■ **What the task requires**: Every line of the data below should be printed exactly. Nothing may be dropped.
--- Task data ---
//! The ranked fill, from the highest ranked source to the manual maps.

use anyhow::Result;
use tracing::info;

use super::LocationTable;
use crate::config::InputConfig;
use crate::models::OsmRecord;
use crate::sources::{
    osm_candidates, read_foi, read_jsonl, read_overlaps, read_overrides, read_tiploc_map,
    tiploc_map_candidates, BplanTable, NaptanTable,
};
use crate::spatial::BoundaryIndex;

impl LocationTable {
    /// Fill from every source in rank order: FOI, BPLAN inside `boundary`,
    /// NaPTAN, OSM and the TIPLOC map. Overrides and overlaps are applied
    /// after that. Progress is logged after each stage.
    pub fn fill_from_sources(&mut self, inputs: &InputConfig, boundary: &BoundaryIndex) -> Result<()> {
        let filled = self.fill_missing(&read_foi(&inputs.foi)?);
        info!("FOI: {} filled", filled);
        self.log_progress("FOI");

        let bplan = BplanTable::load(&inputs.bplan)?;
        let filled = self.fill_missing(&bplan.clipped_candidates(boundary));
        info!("BPLAN: {} filled", filled);
        self.log_progress("BPLAN");

        let naptan = NaptanTable::load(&inputs.naptan)?;
        let filled = self.fill_missing(&naptan.candidates());
        info!("NaPTAN: {} filled", filled);
        self.log_progress("NaPTAN");

        let osm: Vec<OsmRecord> = read_jsonl(&inputs.osm)?;
        let filled = self.fill_missing(&osm_candidates(&osm));
        info!("OSM: {} filled", filled);
        self.log_progress("OSM");

        let tiploc_map = read_tiploc_map(&inputs.tiploc_map)?;
        let filled = self.fill_missing(&tiploc_map_candidates(
            &tiploc_map,
            &naptan.locations_by_atco(),
        ));
        info!("NaPTAN_MAP: {} filled", filled);
        self.log_progress("NaPTAN_MAP");

        let applied = self.apply_overrides(&read_overrides(&inputs.overrides)?);
        info!("{} overrides applied", applied);
        self.log_progress("overrides");

        let applied = self.apply_overlaps(&read_overlaps(&inputs.overlaps)?, &bplan);
        info!("{} overlaps applied", applied);
        self.log_progress("overlaps");
        Ok(())
    }
}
---
■ **Response**:
//! The ranked fill, from the highest ranked source to the manual maps.

use anyhow::Result;
use tracing::info;

use super::LocationTable;
use crate::config::InputConfig;
use crate::models::OsmRecord;
use crate::sources::{
    osm_candidates, read_foi, read_jsonl, read_overlaps, read_overrides, read_tiploc_map,
    tiploc_map_candidates, BplanTable, NaptanTable,
};
use crate::spatial::BoundaryIndex;

impl LocationTable {
    /// Fill from every source in rank order: FOI, BPLAN inside `boundary`,
    /// NaPTAN, OSM and the TIPLOC map. Overrides and overlaps are applied
    /// after that. Progress is logged after each stage.
    pub fn fill_from_sources(&mut self, inputs: &InputConfig, boundary: &BoundaryIndex) -> Result<()> {
        let filled = self.fill_missing(&read_foi(&inputs.foi)?);
        info!("FOI: {} filled", filled);
        self.log_progress("FOI");

        let bplan = BplanTable::load(&inputs.bplan)?;
        let filled = self.fill_missing(&bplan.clipped_candidates(boundary));
        info!("BPLAN: {} filled", filled);
        self.log_progress("BPLAN");

        let naptan = NaptanTable::load(&inputs.naptan)?;
        let filled = self.fill_missing(&naptan.candidates());
        info!("NaPTAN: {} filled", filled);
        self.log_progress("NaPTAN");

        let osm: Vec<OsmRecord> = read_jsonl(&inputs.osm)?;
        let filled = self.fill_missing(&osm_candidates(&osm));
        info!("OSM: {} filled", filled);
        self.log_progress("OSM");

        let tiploc_map = read_tiploc_map(&inputs.tiploc_map)?;
        let filled = self.fill_missing(&tiploc_map_candidates(
            &tiploc_map,
            &naptan.locations_by_atco(),
        ));
        info!("NaPTAN_MAP: {} filled", filled);
        self.log_progress("NaPTAN_MAP");

        let applied = self.apply_overrides(&read_overrides(&inputs.overrides)?);
        info!("{} overrides applied", applied);
        self.log_progress("overrides");

        let applied = self.apply_overlaps(&read_overlaps(&inputs.overlaps)?, &bplan);
        info!("{} overlaps applied", applied);
        self.log_progress("overlaps");
        Ok(())
    }
}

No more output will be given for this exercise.